* _Problem statement_:
State how many lines in the listing below hold "factor", with no other words.

* _Information shown_:
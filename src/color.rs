
/// Linear RGB triple in `0.0..=1.0`, the color type shared by materials, lights and backgrounds.
#[derive(Debug, Clone, Copy, PartialEq)]
pub struct Rgb(pub [f32; 3]);

impl Rgb {
    pub const WHITE: Rgb = Rgb([1.0, 1.0, 1.0]);
    pub const BLACK: Rgb = Rgb([0.0, 0.0, 0.0]);

    /// Builds a color from a packed `0xRRGGBB` literal.
    pub const fn from_hex(hex: u32) -> Self {
        Rgb([
            ((hex >> 16) & 0xFF) as f32 / 255.0,
            ((hex >> 8) & 0xFF) as f32 / 255.0,
            (hex & 0xFF) as f32 / 255.0,
        ])
    }

    pub fn to_hex(self) -> u32 {
        let [r, g, b] = self.0.map(|c| (c.clamp(0.0, 1.0) * 255.0).round() as u32);
        (r << 16) | (g << 8) | b
    }

    pub fn to_array(self) -> [f32; 3] {
        self.0
    }

    pub fn scaled(self, factor: f32) -> Self {
        Rgb(self.0.map(|c| c * factor))
    }
}

impl Default for Rgb {
    fn default() -> Self {
        Self::WHITE
    }
}

impl From<[f32; 3]> for Rgb {
    fn from(value: [f32; 3]) -> Self {
        Rgb(value)
    }
}

impl std::fmt::Display for Rgb {
    fn fmt(&self, f: &mut std::fmt::Formatter<'_>) -> std::fmt::Result {
        write!(f, "#{:06x}", self.to_hex())
    }
}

* _Task response_:
2